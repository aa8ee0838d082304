//! Concurrent conversion of a directory of cohort records

use crate::{BatchConfig, BatchError, BatchMetrics};
use phenokg_domain::ClassLookup;
use phenokg_extractor::{output_path, Extractor};
use std::path::{Path, PathBuf};
use std::sync::Arc;
use std::time::Instant;
use tokio::sync::Semaphore;
use tokio::task::JoinSet;
use tracing::{error, info, warn};
use walkdir::WalkDir;

/// Outcome of one input file
#[derive(Debug, Clone, PartialEq, Eq)]
pub struct FileOutcome {
    /// Input file
    pub input: PathBuf,

    /// Output file, present only when it was written
    pub output: Option<PathBuf>,

    /// Failure message
    pub error: Option<String>,
}

/// Result of a batch run
#[derive(Debug, Clone)]
pub struct BatchReport {
    /// Aggregate counters
    pub metrics: BatchMetrics,

    /// Per-file outcomes, sorted by input path
    pub files: Vec<FileOutcome>,
}

/// Runs the extractor over many files
///
/// The extractor is shared read-only between workers. A failure or panic
/// while converting one file is counted and never stops the others.
///
/// # Examples
///
/// ```no_run
/// use phenokg_batch::{BatchConfig, BatchRunner};
/// use phenokg_extractor::{Extractor, ExtractorConfig};
/// use phenokg_gatekeeper::ValidationConfig;
/// use phenokg_ontology::OntologyIndex;
/// use std::path::Path;
/// use std::sync::Arc;
///
/// #[tokio::main]
/// async fn main() -> Result<(), Box<dyn std::error::Error>> {
///     let ontology = Arc::new(OntologyIndex::load_or_empty("core_base.json"));
///     let extractor = Extractor::new(ExtractorConfig::default(), ValidationConfig::default(), ontology)?;
///     let runner = BatchRunner::new(extractor, BatchConfig::default())?;
///
///     let report = runner.run(Path::new("cohorts"), Path::new("out")).await?;
///     println!("{}", report.metrics.summary());
///     Ok(())
/// }
/// ```
pub struct BatchRunner<O: ClassLookup + 'static> {
    extractor: Arc<Extractor<O>>,
    config: BatchConfig,
}

impl<O: ClassLookup + 'static> BatchRunner<O> {
    /// Create a new runner
    pub fn new(extractor: Extractor<O>, config: BatchConfig) -> Result<Self, BatchError> {
        Self::shared(Arc::new(extractor), config)
    }

    /// Create a runner around an extractor that is already shared
    pub fn shared(extractor: Arc<Extractor<O>>, config: BatchConfig) -> Result<Self, BatchError> {
        config.validate().map_err(BatchError::Config)?;
        Ok(Self { extractor, config })
    }

    /// The runner configuration
    pub fn config(&self) -> &BatchConfig {
        &self.config
    }

    /// Input files under `input`, sorted by path
    ///
    /// A file path is returned as-is; a directory is walked up to
    /// `max_depth` levels for files with the configured extension.
    /// Entries that cannot be read are logged and skipped.
    pub fn discover(&self, input: &Path) -> Result<Vec<PathBuf>, BatchError> {
        if !input.exists() {
            return Err(BatchError::InputNotFound(input.to_path_buf()));
        }
        if input.is_file() {
            return Ok(vec![input.to_path_buf()]);
        }

        let mut files = Vec::new();
        for entry in WalkDir::new(input)
            .max_depth(self.config.max_depth)
            .follow_links(self.config.follow_links)
            .sort_by_file_name()
        {
            let entry = match entry {
                Ok(entry) => entry,
                Err(e) => {
                    let path = e.path().map(|p| p.display().to_string()).unwrap_or_default();
                    warn!(file = %path, "Skipping unreadable entry: {}", e);
                    continue;
                }
            };
            if entry.file_type().is_file() && self.matches_extension(entry.path()) {
                files.push(entry.into_path());
            }
        }
        files.sort();
        Ok(files)
    }

    /// Output path for `file`, mirroring its location under `root`
    ///
    /// Files in different subdirectories never share an output.
    pub fn output_for(&self, root: &Path, file: &Path, output_dir: &Path) -> PathBuf {
        let dir = file
            .strip_prefix(root)
            .ok()
            .and_then(Path::parent)
            .filter(|p| !p.as_os_str().is_empty())
            .map(|p| output_dir.join(p))
            .unwrap_or_else(|| output_dir.to_path_buf());
        output_path(file, &dir, &self.config.output_suffix)
    }

    fn matches_extension(&self, path: &Path) -> bool {
        path.extension()
            .map(|ext| ext.to_string_lossy().eq_ignore_ascii_case(&self.config.extension))
            .unwrap_or(false)
    }

    /// Convert every input file, writing outputs into `output_dir`
    ///
    /// Subdirectories of `input` are recreated under `output_dir`.
    pub async fn run(&self, input: &Path, output_dir: &Path) -> Result<BatchReport, BatchError> {
        let started = Instant::now();
        let files = self.discover(input)?;
        std::fs::create_dir_all(output_dir)?;

        info!(
            "Batch started: {} files, concurrency {}",
            files.len(),
            self.config.max_concurrency
        );

        let mut metrics = BatchMetrics::new();
        metrics.total_files = files.len();

        let semaphore = Arc::new(Semaphore::new(self.config.max_concurrency));
        let mut tasks = JoinSet::new();

        for file in files {
            let permit = Arc::clone(&semaphore)
                .acquire_owned()
                .await
                .map_err(|e| BatchError::Worker(e.to_string()))?;
            let extractor = Arc::clone(&self.extractor);
            let output = self.output_for(input, &file, output_dir);

            tasks.spawn_blocking(move || {
                let _permit = permit;
                let result = extractor.extract_file_to(&file, &output);
                (file, output, result)
            });
        }

        let mut outcomes = Vec::with_capacity(metrics.total_files);
        while let Some(joined) = tasks.join_next().await {
            match joined {
                Ok((input, output, result)) => {
                    metrics.record(&result);
                    outcomes.push(match result {
                        Ok(_) => FileOutcome {
                            input,
                            output: Some(output),
                            error: None,
                        },
                        Err(e) => {
                            error!(file = %input.display(), "Conversion failed: {}", e);
                            FileOutcome {
                                input,
                                output: None,
                                error: Some(e.to_string()),
                            }
                        }
                    });
                }
                Err(e) => {
                    error!("Worker failed: {}", e);
                    metrics.record_panic();
                }
            }
        }

        outcomes.sort_by(|a, b| a.input.cmp(&b.input));
        metrics.elapsed_ms = u64::try_from(started.elapsed().as_millis()).unwrap_or(u64::MAX);

        info!("Batch finished:\n{}", metrics.summary());

        Ok(BatchReport {
            metrics,
            files: outcomes,
        })
    }
}
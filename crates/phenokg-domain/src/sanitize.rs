//! Sanitizing rules for Turtle local names and literals
//!
//! Every URI minted from input text goes through [`mint_local_name`]
//! (which builds on [`sanitize_local_name`]), and every literal value goes
//! through [`escape_literal`] when it is rendered. Both are pure and
//! infallible.

use unicode_normalization::UnicodeNormalization;

/// Replace every character outside `[A-Za-z0-9_-]` with `_`
///
/// The result has exactly as many characters as the input.
///
/// # Examples
///
/// ```
/// use phenokg_domain::sanitize_local_name;
///
/// assert_eq!(sanitize_local_name("Crohn's disease"), "Crohn_s_disease");
/// assert_eq!(sanitize_local_name("A-1_b"), "A-1_b");
/// ```
pub fn sanitize_local_name(text: &str) -> String {
    text.chars()
        .map(|c| if is_local_name_char(c) { c } else { '_' })
        .collect()
}

/// Sanitize text into a token usable as the local part of a prefixed name
///
/// Applies [`sanitize_local_name`], then prefixes `_` when the token would
/// start with `-`, which Turtle does not allow as the first character of a
/// local name.
pub fn mint_local_name(text: &str) -> String {
    let token = sanitize_local_name(text);
    if token.starts_with('-') {
        format!("_{}", token)
    } else {
        token
    }
}

/// Escape text for embedding inside a double-quoted Turtle literal
///
/// The text is first normalized to Unicode NFC. Backslash, double quote,
/// newline, carriage return and tab are escaped; any other control
/// character is dropped.
///
/// # Examples
///
/// ```
/// use phenokg_domain::escape_literal;
///
/// assert_eq!(escape_literal("say \"hi\"\n"), "say \\\"hi\\\"\\n");
/// ```
pub fn escape_literal(text: &str) -> String {
    let mut out = String::with_capacity(text.len());
    for c in text.nfc() {
        match c {
            '\\' => out.push_str("\\\\"),
            '"' => out.push_str("\\\""),
            '\n' => out.push_str("\\n"),
            '\r' => out.push_str("\\r"),
            '\t' => out.push_str("\\t"),
            c if c.is_control() => {}
            c => out.push(c),
        }
    }
    out
}

fn is_local_name_char(c: char) -> bool {
    c.is_ascii_alphanumeric() || c == '_' || c == '-'
}

#[cfg(test)]
mod tests {
    use super::*;

    #[test]
    fn test_sanitize_replaces_illegal_characters() {
        assert_eq!(sanitize_local_name("a/b\\c d:e"), "a_b_c_d_e");
        assert_eq!(sanitize_local_name("Type 2 (T2DM)"), "Type_2__T2DM_");
    }

    #[test]
    fn test_sanitize_keeps_legal_characters() {
        assert_eq!(sanitize_local_name("abc-DEF_123"), "abc-DEF_123");
    }

    #[test]
    fn test_sanitize_multibyte_keeps_char_count() {
        let input = "Sjögren’s";
        let output = sanitize_local_name(input);
        assert_eq!(output, "Sj_gren_s");
        assert_eq!(output.chars().count(), input.chars().count());
    }

    #[test]
    fn test_sanitize_empty() {
        assert_eq!(sanitize_local_name(""), "");
    }

    #[test]
    fn test_mint_guards_leading_hyphen() {
        assert_eq!(mint_local_name("-12"), "_-12");
        assert_eq!(mint_local_name("12-"), "12-");
    }

    #[test]
    fn test_escape_quotes_and_whitespace_controls() {
        assert_eq!(escape_literal("a\"b"), "a\\\"b");
        assert_eq!(escape_literal("line1\nline2"), "line1\\nline2");
        assert_eq!(escape_literal("a\r\tb"), "a\\r\\tb");
    }

    #[test]
    fn test_escape_backslash() {
        assert_eq!(escape_literal("C:\\path"), "C:\\\\path");
    }

    #[test]
    fn test_escape_drops_other_controls() {
        assert_eq!(escape_literal("a\u{0007}b\u{001b}c"), "abc");
    }

    #[test]
    fn test_escape_normalizes_to_composed_form() {
        // "e" followed by a combining acute accent
        let decomposed = "Me\u{0301}nie\u{0300}re";
        assert_eq!(escape_literal(decomposed), "Ménière");
    }
}
//! Convert command implementation.

use super::{build_extractor, load_ontology};
use crate::cli::ConvertArgs;
use crate::config::Config;
use crate::error::{CliError, Result};
use crate::output::Formatter;
use phenokg_extractor::ExtractorConfig;
use std::path::{Path, PathBuf};
use tracing::error;

/// Execute the convert command.
///
/// A missing input or a critically invalid record is an error. Any other
/// conversion failure is logged and the command still succeeds, with no
/// output written.
pub async fn execute_convert(
    args: ConvertArgs,
    config: &Config,
    ontology: Option<&Path>,
    formatter: &Formatter,
) -> Result<()> {
    if !args.input.is_file() {
        return Err(CliError::NotFound(args.input));
    }

    let mut extractor_config = if args.minimal {
        ExtractorConfig {
            base_namespace: config.extractor.base_namespace.clone(),
            max_field_length: config.extractor.max_field_length,
            ..ExtractorConfig::minimal()
        }
    } else {
        config.extractor.clone()
    };
    if let Some(base) = args.base {
        extractor_config.base_namespace = base;
    }

    let extractor = build_extractor(
        extractor_config,
        config.validation.clone(),
        load_ontology(ontology, config),
    )?;

    let written = if args.stdout {
        None
    } else {
        Some(args.output.clone().unwrap_or_else(|| default_output(&args.input)))
    };

    let result = match &written {
        Some(output) => extractor.extract_file_to(&args.input, output),
        None => extractor.extract_file(&args.input),
    };

    match result {
        Ok(output) => {
            if written.is_none() {
                print!("{}", output.document.turtle);
            } else {
                let rendered = formatter.format_conversion(&output, written.as_deref())?;
                if !rendered.is_empty() {
                    println!("{}", rendered);
                }
            }
            Ok(())
        }
        Err(e) if e.is_critical() => Err(e.into()),
        Err(e) => {
            error!(file = %args.input.display(), "No output written: {}", e);
            eprintln!("{}", formatter.error(&format!("{}: {}", args.input.display(), e)));
            Ok(())
        }
    }
}

/// Output path next to the input, with a `.ttl` extension
fn default_output(input: &Path) -> PathBuf {
    input.with_extension("ttl")
}
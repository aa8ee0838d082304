//! phenokg Gatekeeper
//!
//! Checks the presence and shape of the required fields of a cohort record
//! before any extractor runs.
//!
//! The Gatekeeper provides:
//! - Required-field checks (missing, empty, wrong type)
//! - Concept set structure checks
//! - Optional content ("perspective") checks reported as warnings
//! - A [`ValidationReport`] telling each extractor whether its field is usable
//!
//! Validation never logs and never fails: diagnostics are returned to the
//! caller, which decides what to log and whether to continue.
//!
//! # Examples
//!
//! ```
//! use phenokg_gatekeeper::{FieldValidator, RequiredField, ValidationConfig};
//! use serde_json::json;
//!
//! let validator = FieldValidator::new(ValidationConfig::default());
//! let report = validator.validate(&json!({"id": 42}), "42");
//!
//! assert!(report.is_critically_invalid());
//! assert!(report.blocks(RequiredField::Name));
//! ```

#![warn(missing_docs)]

mod config;
mod error;
mod validator;

pub use config::ValidationConfig;
pub use error::GatekeeperError;
pub use validator::{FieldIssue, FieldReport, FieldValidator, RequiredField, ValidationReport};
-- -- --
### Task directions
Write only the number of lines in the listing that hold the word "written".

### Solution to the problem
7